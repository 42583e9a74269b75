//! Secure deletion
//!
//! Session plaintext is wiped with a three-pass overwrite (zeros, 0xFF,
//! random), fsyncing after each pass, before the file is unlinked and the
//! directory removed. Overwriting is best-effort against journaling and
//! copy-on-write filesystems; the session layer additionally keeps plaintext
//! lifetimes short.

use crate::Result;
use rand::rngs::OsRng;
use rand::RngCore;
use std::fs::{self, OpenOptions};
use std::io::{Seek, SeekFrom, Write};
use std::path::Path;

/// Overwrite passes applied to each file, in order
#[derive(Debug, Clone, Copy, PartialEq, Eq)]
enum Pass {
    Zeros,
    Ones,
    Random,
}

const PASSES: [Pass; 3] = [Pass::Zeros, Pass::Ones, Pass::Random];

const CHUNK_SIZE: usize = 64 * 1024;

/// Securely delete a single file
pub fn secure_delete_file(path: &Path) -> Result<()> {
    let len = fs::metadata(path)?.len();

    let mut file = OpenOptions::new().write(true).open(path)?;
    for pass in PASSES {
        file.seek(SeekFrom::Start(0))?;
        overwrite(&mut file, len, pass)?;
        file.sync_all()?;
    }
    drop(file);

    fs::remove_file(path)?;
    Ok(())
}

fn overwrite(file: &mut fs::File, len: u64, pass: Pass) -> Result<()> {
    let mut chunk = vec![0u8; CHUNK_SIZE];
    let mut remaining = len;
    while remaining > 0 {
        let take = remaining.min(CHUNK_SIZE as u64) as usize;
        match pass {
            Pass::Zeros => chunk[..take].fill(0x00),
            Pass::Ones => chunk[..take].fill(0xFF),
            Pass::Random => OsRng.fill_bytes(&mut chunk[..take]),
        }
        file.write_all(&chunk[..take])?;
        remaining -= take as u64;
    }
    Ok(())
}

/// Remove a directory tree, optionally overwriting every file first
///
/// With `secure` false this is a plain recursive removal.
pub fn wipe_directory(dir: &Path, secure: bool) -> Result<()> {
    if !dir.exists() {
        return Ok(());
    }

    if secure {
        wipe_tree(dir)?;
    }
    fs::remove_dir_all(dir)?;
    tracing::debug!(dir = %dir.display(), secure, "Wiped directory");
    Ok(())
}

fn wipe_tree(dir: &Path) -> Result<()> {
    for entry in fs::read_dir(dir)? {
        let path = entry?.path();
        if path.is_dir() {
            wipe_tree(&path)?;
        } else if let Err(e) = secure_delete_file(&path) {
            // Keep wiping the rest; remove_dir_all still unlinks this file
            tracing::warn!(path = %path.display(), error = %e, "Secure delete failed");
        }
    }
    Ok(())
}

**Activity**
Please transcribe, exactly and with nothing added, the lines from the first line of the material above through the line that contains "drop(file);".

**Expected output**
repository 42583e9a74269b75
//! Secure deletion
//!
//! Session plaintext is wiped with a three-pass overwrite (zeros, 0xFF,
//! random), fsyncing after each pass, before the file is unlinked and the
//! directory removed. Overwriting is best-effort against journaling and
//! copy-on-write filesystems; the session layer additionally keeps plaintext
//! lifetimes short.

use crate::Result;
use rand::rngs::OsRng;
use rand::RngCore;
use std::fs::{self, OpenOptions};
use std::io::{Seek, SeekFrom, Write};
use std::path::Path;

/// Overwrite passes applied to each file, in order
#[derive(Debug, Clone, Copy, PartialEq, Eq)]
enum Pass {
    Zeros,
    Ones,
    Random,
}

const PASSES: [Pass; 3] = [Pass::Zeros, Pass::Ones, Pass::Random];

const CHUNK_SIZE: usize = 64 * 1024;

/// Securely delete a single file
pub fn secure_delete_file(path: &Path) -> Result<()> {
    let len = fs::metadata(path)?.len();

    let mut file = OpenOptions::new().write(true).open(path)?;
    for pass in PASSES {
        file.seek(SeekFrom::Start(0))?;
        overwrite(&mut file, len, pass)?;
        file.sync_all()?;
    }
    drop(file);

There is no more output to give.